Даже спустя почти шестьдесят лет нам трудно ожидать от искусства того, что от него ждал Лисицкий: для него оно было ни больше ни меньше инструментом тысячелетия. «Так, на смену ветхому завету пришел новый, — пишет он в манифесте „Супрематизм миростроительства“ (1920), — на смену новому — коммунистический, и на смену коммунистическому идет завет супрематический». Только принимая во внимание такую страстную веру Лисицкого, можно понять смысл плаката «Клином красным бей белых».

Для человека, искушенного в абстрактном искусстве, он вполне ясен, особенно если разглядывать его в музее достаточно долго: острый красный треугольник, символизирующий власть большевиков, врезается в разрозненные отряды белых. Такой же мотив присутствует в проекте памятника Николая Колли. Но как его понимали прохожие на улицах русских городов — не говоря уже о деревнях — в 1919 году? Никак — язык был слишком нов.

Многие пропагандистские идеи Лисицкого оказались гораздо практичней. Он был одним из лучших типографов ХХ века. Он создал проект трибуны для Ленина, которая была бы вдохновенным объектом, если бы ее построили: стальной каркас, возносящий лидера революции над толпой; это воздушная конструкция — полная противоположность царской или сталинской архитектуре. «Конструктивизм, — говорил венгерский коллега Лисицкого Ласло Мохоли-Надь, — это социализм зрения», и трибуна Ленина хорошо демонстрирует, что он имел в виду. Это вещь в себе, искусство, заявляющее себя как «материал + работа».

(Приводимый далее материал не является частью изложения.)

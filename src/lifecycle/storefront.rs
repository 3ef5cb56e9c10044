use crate::cart_actor;
use crate::checkout::{CheckoutDesk, OrderGateway, SimulatedGateway};
use crate::clients::CartClient;
use crate::notify::{Notifier, TracingNotifier};
use std::sync::Arc;
use tracing::{error, info};

/// The runtime wiring for one ordering session.
///
/// `Storefront` is responsible for:
/// - **Lifecycle management**: spawning the cart actor and joining it on shutdown
/// - **Dependency wiring**: sharing one notifier between cart and checkout,
///   handing the checkout desk a cart client and an order gateway
///
/// It is the only way to obtain a [`CartClient`]: the cart cannot be reached
/// outside an initialized session, and a client that outlives its session
/// gets [`CartError::SessionClosed`](crate::cart_actor::CartError::SessionClosed)
/// instead of silently-empty state.
///
/// # Example
///
/// ```ignore
/// let store = Storefront::new();
///
/// store.cart_client.add_item(item).await?;
/// let receipt = store.checkout.place_order(&form).await?;
///
/// store.shutdown().await?;
/// ```
pub struct Storefront {
    /// Client for the cart actor, shared by the listing and checkout views.
    pub cart_client: CartClient,

    /// The checkout flow bound to this session's cart.
    pub checkout: CheckoutDesk,

    /// Handle of the running cart actor task, joined on shutdown.
    handle: tokio::task::JoinHandle<()>,
}

impl Storefront {
    /// Creates a session with production wiring: notifications go to the
    /// tracing pipeline and submissions use the default pacing delay.
    pub fn new() -> Self {
        Self::with_parts(
            Arc::new(TracingNotifier),
            Arc::new(SimulatedGateway::default()),
        )
    }

    /// Creates a session with an explicit notifier and gateway.
    ///
    /// Tests use this with a recording notifier and a zero-delay or
    /// recording gateway; the wiring is otherwise identical to production.
    pub fn with_parts(notifier: Arc<dyn Notifier>, gateway: Arc<dyn OrderGateway>) -> Self {
        let (actor, cart_client) = cart_actor::new(32, Box::new(notifier.clone()));
        let handle = tokio::spawn(actor.run());

        let checkout = CheckoutDesk::new(cart_client.clone(), gateway, notifier);

        Self {
            cart_client,
            checkout,
            handle,
        }
    }

    /// Gracefully ends the session.
    ///
    /// Drops the clients, which closes the request channel; the actor
    /// drains what is in flight and exits its loop. Nothing in the cart
    /// survives. Returns an error if the actor task panicked.
    pub async fn shutdown(self) -> Result<(), String> {
        info!("Shutting down storefront...");

        drop(self.cart_client);
        drop(self.checkout);

        if let Err(e) = self.handle.await {
            error!("Cart actor task failed: {:?}", e);
            return Err(format!("Cart actor task failed: {:?}", e));
        }

        info!("Storefront shutdown complete.");
        Ok(())
    }
}

impl Default for Storefront {
    fn default() -> Self {
        Self::new()
    }
}
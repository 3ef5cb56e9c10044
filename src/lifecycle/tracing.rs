//! # Observability & Tracing
//!
//! [`setup_tracing`] initializes structured logging for the whole
//! storefront. Log levels come from the `RUST_LOG` environment variable.
//!
//! ## What Gets Traced
//!
//! - **Session lifecycle**: cart actor startup, shutdown, and final state
//! - **Cart operations**: AddItem, RemoveItem, UpdateQuantity, Clear, and reads
//! - **Checkout**: submissions, rejections with their reason, placed orders
//! - **Notifications**: every message routed through the tracing notifier
//!
//! ## Usage
//!
//! ```bash
//! # Compact logs (default)
//! RUST_LOG=info cargo run
//!
//! # Show per-request payloads
//! RUST_LOG=debug cargo run
//! ```
//!
//! With `RUST_LOG=debug`, client methods log once at entry (`Sending
//! request`) and the actor logs each request with its structured fields,
//! so a full add-to-order round trip reads as:
//!
//! ```text
//! DEBUG add_item{item_id=1}: Sending request
//! DEBUG AddItem item_id=1 name=Waffer
//! INFO  Appended line item_id=1 lines=1
//! INFO  Notification severity=Success message="Added Waffer to your order"
//! ```

pub fn setup_tracing() {
    tracing_subscriber::fmt()
        .with_env_filter(tracing_subscriber::EnvFilter::from_default_env())
        .with_target(false) // Keep log lines short; structured fields carry the context
        .compact()
        .init();
}
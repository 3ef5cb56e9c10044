//! The order-submission seam.
//!
//! There is no real backend: placing an order is simulated. The trait exists
//! so the delay lives behind a seam the tests can replace or zero out.

use crate::checkout::OrderReceipt;
use async_trait::async_trait;
use std::sync::{Arc, Mutex};
use std::time::Duration;
use tracing::info;

/// Accepts a finished order for processing.
#[async_trait]
pub trait OrderGateway: Send + Sync {
    async fn submit(&self, receipt: &OrderReceipt) -> Result<(), String>;
}

/// The production gateway: waits a fixed pacing delay, then confirms.
///
/// Performs no I/O and cannot fail; the delay exists purely so the customer
/// sees the order "processing". It is short and not cancelable.
pub struct SimulatedGateway {
    delay: Duration,
}

impl SimulatedGateway {
    /// Creates a gateway with the given pacing delay. Use
    /// [`Duration::ZERO`] in tests for deterministic, instant submission.
    pub fn new(delay: Duration) -> Self {
        Self { delay }
    }
}

impl Default for SimulatedGateway {
    /// The pacing delay the storefront ships with.
    fn default() -> Self {
        Self::new(Duration::from_millis(1500))
    }
}

#[async_trait]
impl OrderGateway for SimulatedGateway {
    async fn submit(&self, receipt: &OrderReceipt) -> Result<(), String> {
        tokio::time::sleep(self.delay).await;
        info!(
            customer = %receipt.customer_name,
            total = receipt.total,
            "Order accepted"
        );
        Ok(())
    }
}

/// Test gateway: records every submitted receipt, confirms instantly.
#[derive(Clone, Default)]
pub struct RecordingGateway {
    submitted: Arc<Mutex<Vec<OrderReceipt>>>,
}

impl RecordingGateway {
    pub fn new() -> Self {
        Self::default()
    }

    /// Receipts submitted so far, in order.
    pub fn receipts(&self) -> Vec<OrderReceipt> {
        self.submitted.lock().unwrap().clone()
    }
}

#[async_trait]
impl OrderGateway for RecordingGateway {
    async fn submit(&self, receipt: &OrderReceipt) -> Result<(), String> {
        self.submitted.lock().unwrap().push(receipt.clone());
        Ok(())
    }
}
//! The static food and beverage menu.
//!
//! The catalog is a read-only collaborator: the cart copies item fields at
//! insertion time and never reads back into it. There is no stock tracking.

use crate::model::Item;

/// Returns the full menu in display order.
pub fn menu() -> Vec<Item> {
    vec![
        Item::new(
            1,
            "Waffer",
            30.0,
            "https://png.pngtree.com/png-vector/20241119/ourlarge/pngtree-high-quality-waffle-cookies-clipart-for-tasty-dessert-illustrations-png-image_14491326.png",
            "Crispy and delicious waffer cookies",
        ),
        Item::new(
            2,
            "Biscuit",
            25.0,
            "https://s.alicdn.com/@sc04/kf/H9c951e1e671043b7ab0b3e771118765c7.jpg_720x720q50.jpg",
            "Crunchy biscuits perfect with tea or coffee",
        ),
        Item::new(
            3,
            "Sweet Lime Water",
            45.0,
            "https://images.squarespace-cdn.com/content/v1/592308c2d2b8577cbf90c0ee/c73d3cb0-80fb-4f38-896f-16643b27b0b0/Recipe+Fresh+Lime+Soda.jpg",
            "Refreshing sweet lime water with a hint of mint",
        ),
        Item::new(
            4,
            "Cold Coffee",
            60.0,
            "https://www.allrecipes.com/thmb/Hqro0FNdnDEwDjrEoxhMfKdWfOY=/1500x0/filters:no_upscale():max_bytes(150000):strip_icc()/21667-easy-iced-coffee-ddmfs-4x3-0093-7becf3932bd64ed7b594d46c02d0889f.jpg",
            "Chilled coffee with creamy milk and ice",
        ),
        Item::new(
            5,
            "Masala Tea",
            35.0,
            "https://boulderlocavore.com/wp-content/uploads/2020/10/Chai-Masala-and-latte-title-image.jpg",
            "Aromatic masala chai with spices",
        ),
        Item::new(
            6,
            "Cappuccino",
            65.0,
            "https://images.ctfassets.net/v601h1fyjgba/6TroCkgvDucbXj1OSPeve5/7cfeb09a7498e59bd7a48c4e048d2cec/Lite_Iced_Cappuccino_Hi.jpg",
            "Rich and creamy cappuccino with frothy milk",
        ),
        Item::new(
            7,
            "Black Coffee",
            50.0,
            "https://www.cariboucoffee.com/wp-content/uploads/2020/07/2024_SignatureFoilRedesign_ProductProfile_Dark-4_2000x2000_Mahogany.png",
            "Strong and bold black coffee",
        ),
        Item::new(
            8,
            "Herbal Green Tea",
            40.0,
            "https://m.media-amazon.com/images/I/81ujLBzJ14L.jpg",
            "Soothing herbal green tea with antioxidants",
        ),
    ]
}

/// Looks up a menu item by id.
pub fn find(id: u32) -> Option<Item> {
    menu().into_iter().find(|item| item.id == id)
}

#[cfg(test)]
mod tests {
    use super::*;

    #[test]
    fn menu_ids_are_unique() {
        let menu = menu();
        for item in &menu {
            assert_eq!(menu.iter().filter(|other| other.id == item.id).count(), 1);
        }
    }

    #[test]
    fn find_returns_matching_item() {
        let item = find(4).expect("Cold Coffee should be on the menu");
        assert_eq!(item.name, "Cold Coffee");
        assert_eq!(item.price, 60.0);
    }

    #[test]
    fn find_unknown_id_is_none() {
        assert!(find(999).is_none());
    }
}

Наиболее эффективно искусство и общественную жизнь объединил авангардист Александр Родченко (1891-1956). Будучи талантливым художником, он занимался графическим дизайном и фотографией, при этом разделяя позицию Лисицкого: новое государство — это тотальное произведение искусства. «Беспредметная живопись — это сама улица, площади, города и весь мир. Искусство будущего не будет уютным украшением семейных квартир. Оно будет равно по необходимости 48-этажным небоскребам, грандиозным мостам, беспроволочному телеграфу, аэронавтике, подводным судам, которые трансформируются в искусство».

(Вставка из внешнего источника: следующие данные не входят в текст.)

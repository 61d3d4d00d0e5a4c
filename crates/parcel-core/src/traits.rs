//! Collaborator traits the engine consumes but never implements itself.

use crate::capability::Capability;
use crate::error::ResolveError;
use crate::id::PlayerId;
use std::time::Duration;

/// Pure permission queries.
///
/// Implementations must be side-effect free; the engine queries on every
/// operation and assumes nothing about caching. Answers may change between
/// calls (a rank change mid-session) and the engine will honour whatever
/// the oracle says at validation time.
pub trait PermissionOracle: Send + Sync {
    /// Whether `actor` currently holds `capability`.
    fn has_capability(&self, actor: PlayerId, capability: Capability) -> bool;

    /// The numeric allowance `actor` holds under `capability`, clamped to
    /// `ceiling`. Used for the cluster-area quota.
    fn allowance_for(&self, actor: PlayerId, capability: Capability, ceiling: u64) -> u64;
}

/// Asynchronous name → identity resolution with a bounded wait.
///
/// The only suspending collaborator. Implementations must return within
/// roughly `timeout`; a caller thread is never parked indefinitely.
pub trait IdentityResolver: Send + Sync {
    /// Resolve a display name to an identity, waiting at most `timeout`.
    fn resolve(&self, name: &str, timeout: Duration) -> Result<PlayerId, ResolveError>;
}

Не ограничившись этими футуристическими лозунгами, Родченко пытается реализовать их на скромном практическом уровне дизайна и фотографии. Плакат оказался основной формой массовой коммуникации этой эпохи (неполный каталог русских плакатов 1917-1923 годов содержит около трех тысяч наименований), и Родченко становится самым оригинальным дизайнером в этом жанре: его блистательный и энергичный стиль подходил для дешевой печати, ведь он редко когда использовал больше двух цветов, помимо черного.

Его непосредственные образы приковывают внимание, действуя как окрик на улице. Это не фантазии современной рекламы, а упорядочивание того, что было доступно, — того, что давала улица. Лозунги были немногословны и, возможно, с точки зрения современного капитализма несколько наивны в своей простоте:

Тот не гражданин СССР, кто Добролета не акционер.

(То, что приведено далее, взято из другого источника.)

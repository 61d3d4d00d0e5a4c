//! The outward ring walk: a deterministic total ordering over plot ids.
//!
//! The walk starts at the origin and traverses concentric Chebyshev rings.
//! Ring `r` (all ids with `max(|x|, |y|) == r`) is entered at `(r-1, r)`
//! and covered in four fixed edges:
//!
//! 1. top edge `y == r`, x decreasing to `-r`
//! 2. left edge `x == -r`, y decreasing to `-r`
//! 3. bottom edge `y == -r`, x increasing to `r`
//! 4. right edge `x == r`, y increasing, finishing on the corner `(r, r)`
//!
//! The corner then steps to `(r, r+1)`, the entry of the next ring. The
//! orbit therefore never revisits an id: bounded scans terminate after one
//! cycle over the covering ring, unbounded scans make monotone outward
//! progress.
//!
//! [`rank`] and [`unrank`] give the closed-form position of an id in this
//! orbit and its inverse, so a scan can resume or wrap without replaying
//! the walk step by step.

use parcel_core::PlotId;

/// Largest coordinate magnitude for which [`rank`] arithmetic is exact.
///
/// `rank` of a ring-`r` id is below `(2r+1)^2`; keeping `|x|, |y|` within
/// this bound keeps every intermediate inside `u64`.
pub const MAX_RING: i32 = 1 << 30;

/// The successor of `id` in the ring walk.
///
/// Total on the id space. Equivalent to `unrank(rank(id) + 1)` (verified
/// by property test) but branch-only, no multiplication.
pub fn next(id: PlotId) -> PlotId {
    let PlotId { x, y } = id;
    let ax = x.abs();
    let ay = y.abs();
    if ax > ay {
        if x > 0 {
            PlotId::new(x, y + 1)
        } else {
            PlotId::new(x, y - 1)
        }
    } else if ay > ax {
        if y > 0 {
            PlotId::new(x - 1, y)
        } else {
            PlotId::new(x + 1, y)
        }
    } else if x == y && x > 0 {
        // Corner (r, r): enter the next ring.
        PlotId::new(x, y + 1)
    } else if x == ax {
        // (r, -r) and the origin: start climbing the right edge.
        PlotId::new(x, y + 1)
    } else if y == ay {
        // (-r, r): start descending the left edge.
        PlotId::new(x, y - 1)
    } else {
        // (-r, -r): start crossing the bottom edge.
        PlotId::new(x + 1, y)
    }
}

/// Position of `id` in the walk orbit; `rank(ORIGIN) == 0`.
///
/// Ring `r` occupies ranks `[(2r-1)^2, (2r+1)^2)`.
pub fn rank(id: PlotId) -> u64 {
    let x = i64::from(id.x);
    let y = i64::from(id.y);
    let r = x.abs().max(y.abs());
    debug_assert!(r <= i64::from(MAX_RING), "id beyond MAX_RING");
    if r == 0 {
        return 0;
    }
    let base = ((2 * r - 1) * (2 * r - 1)) as u64;
    let off = if y == r && x < r {
        // Top edge, x descending from r-1.
        r - 1 - x
    } else if x == -r {
        // Left edge, y descending from r-1.
        2 * r + (r - 1 - y)
    } else if y == -r {
        // Bottom edge, x ascending from -r+1.
        4 * r + (x + r - 1)
    } else {
        // Right edge, y ascending from -r+1, corner (r, r) last.
        6 * r + (y + r - 1)
    };
    base + off as u64
}

/// The id at orbit position `n`; inverse of [`rank`].
pub fn unrank(n: u64) -> PlotId {
    if n == 0 {
        return PlotId::ORIGIN;
    }
    // (2r-1)^2 <= n < (2r+1)^2  =>  r = (isqrt(n) + 1) / 2
    let r = (isqrt(n) + 1) / 2;
    let base = (2 * r - 1) * (2 * r - 1);
    let off = n - base;
    let edge = 2 * r;
    let (seg, k) = (off / edge, (off % edge) as i64);
    let r = r as i64;
    let (x, y) = match seg {
        0 => (r - 1 - k, r),
        1 => (-r, r - 1 - k),
        2 => (-r + 1 + k, -r),
        _ => (r, -r + 1 + k),
    };
    PlotId::new(x as i32, y as i32)
}

/// Number of ids in the orbit cycle covering every ring up to `radius`.
pub fn cycle_len(radius: u32) -> u64 {
    let d = 2 * u64::from(radius) + 1;
    d * d
}

/// Integer square root (floor).
fn isqrt(n: u64) -> u64 {
    if n == 0 {
        return 0;
    }
    let mut s = (n as f64).sqrt() as u64;
    // Float rounding can land one off in either direction.
    while s.saturating_mul(s) > n {
        s -= 1;
    }
    while (s + 1).saturating_mul(s + 1) <= n {
        s += 1;
    }
    s
}

#[cfg(test)]
mod tests {
    use super::*;
    use proptest::prelude::*;

    #[test]
    fn first_ring_in_walk_order() {
        let mut id = PlotId::ORIGIN;
        let mut seen = Vec::new();
        for _ in 0..9 {
            seen.push(id);
            id = next(id);
        }
        assert_eq!(
            seen,
            vec![
                PlotId::new(0, 0),
                PlotId::new(0, 1),
                PlotId::new(-1, 1),
                PlotId::new(-1, 0),
                PlotId::new(-1, -1),
                PlotId::new(0, -1),
                PlotId::new(1, -1),
                PlotId::new(1, 0),
                PlotId::new(1, 1),
            ]
        );
        // The corner hands over to the entry of ring 2.
        assert_eq!(id, PlotId::new(1, 2));
    }

    #[test]
    fn walk_covers_each_ring_before_leaving_it() {
        let mut id = PlotId::ORIGIN;
        let mut seen = std::collections::HashSet::new();
        for n in 0..cycle_len(5) {
            assert!(seen.insert(id), "revisited {id} at step {n}");
            let ring = id.x.abs().max(id.y.abs()) as u64;
            // Step n lives in ring floor((isqrt(n)+1)/2).
            assert!(ring <= (isqrt(n) + 1) / 2);
            id = next(id);
        }
        assert_eq!(seen.len() as u64, cycle_len(5));
        // Every id within radius 5 was visited.
        for x in -5i32..=5 {
            for y in -5i32..=5 {
                assert!(seen.contains(&PlotId::new(x, y)), "missed ({x},{y})");
            }
        }
    }

    #[test]
    fn rank_of_ring_entries() {
        assert_eq!(rank(PlotId::ORIGIN), 0);
        assert_eq!(rank(PlotId::new(0, 1)), 1);
        assert_eq!(rank(PlotId::new(1, 1)), 8);
        assert_eq!(rank(PlotId::new(1, 2)), 9);
        assert_eq!(rank(PlotId::new(2, 2)), 24);
    }

    #[test]
    fn unrank_inverts_rank_on_small_orbit() {
        for n in 0..cycle_len(8) {
            assert_eq!(rank(unrank(n)), n, "at orbit position {n}");
        }
    }

    #[test]
    fn isqrt_exact_on_squares_and_neighbours() {
        for v in [0u64, 1, 2, 3, 4, 8, 9, 15, 16, 24, 25, 10_000, 10_001] {
            let s = isqrt(v);
            assert!(s * s <= v && (s + 1) * (s + 1) > v, "isqrt({v}) = {s}");
        }
    }

    proptest! {
        #[test]
        fn next_matches_unrank_of_rank_plus_one(x in -200i32..200, y in -200i32..200) {
            let id = PlotId::new(x, y);
            prop_assert_eq!(next(id), unrank(rank(id) + 1));
        }

        #[test]
        fn rank_unrank_roundtrip(n in 0u64..1_000_000) {
            prop_assert_eq!(rank(unrank(n)), n);
        }

        #[test]
        fn rank_is_injective(x1 in -100i32..100, y1 in -100i32..100,
                             x2 in -100i32..100, y2 in -100i32..100) {
            let a = PlotId::new(x1, y1);
            let b = PlotId::new(x2, y2);
            prop_assert_eq!(a == b, rank(a) == rank(b));
        }
    }
}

Долой запивающих до невязания лык, но пей Трехгорное пиво —пей «Двойной золотой ярлык».

Нами оставляются от старого мира только — папиросы ИРА.

И даже призывали к таким странным видам бережливости:

Лучших сосок не было и нет — готов сосать до старых лет.

Рекламные лозунги для Родченко сочинял главный поэт русского модернизма Владимир Маяковский, у них даже была единая подпись: «Реклам-конструктор Маяковский-Родченко». Эти двое — ярчайший художник и ярчайший поэт своего времени — занимались рекламой государственной продукции в то самое время, когда Т. С. Элиот впадал в депрессию из-за необходимости работать в банке, и это много говорит о духе конструктивизма, целью которого было разработать все возможные способы обращения к товарищам, а не искать себе место на иерархической лестнице искусства.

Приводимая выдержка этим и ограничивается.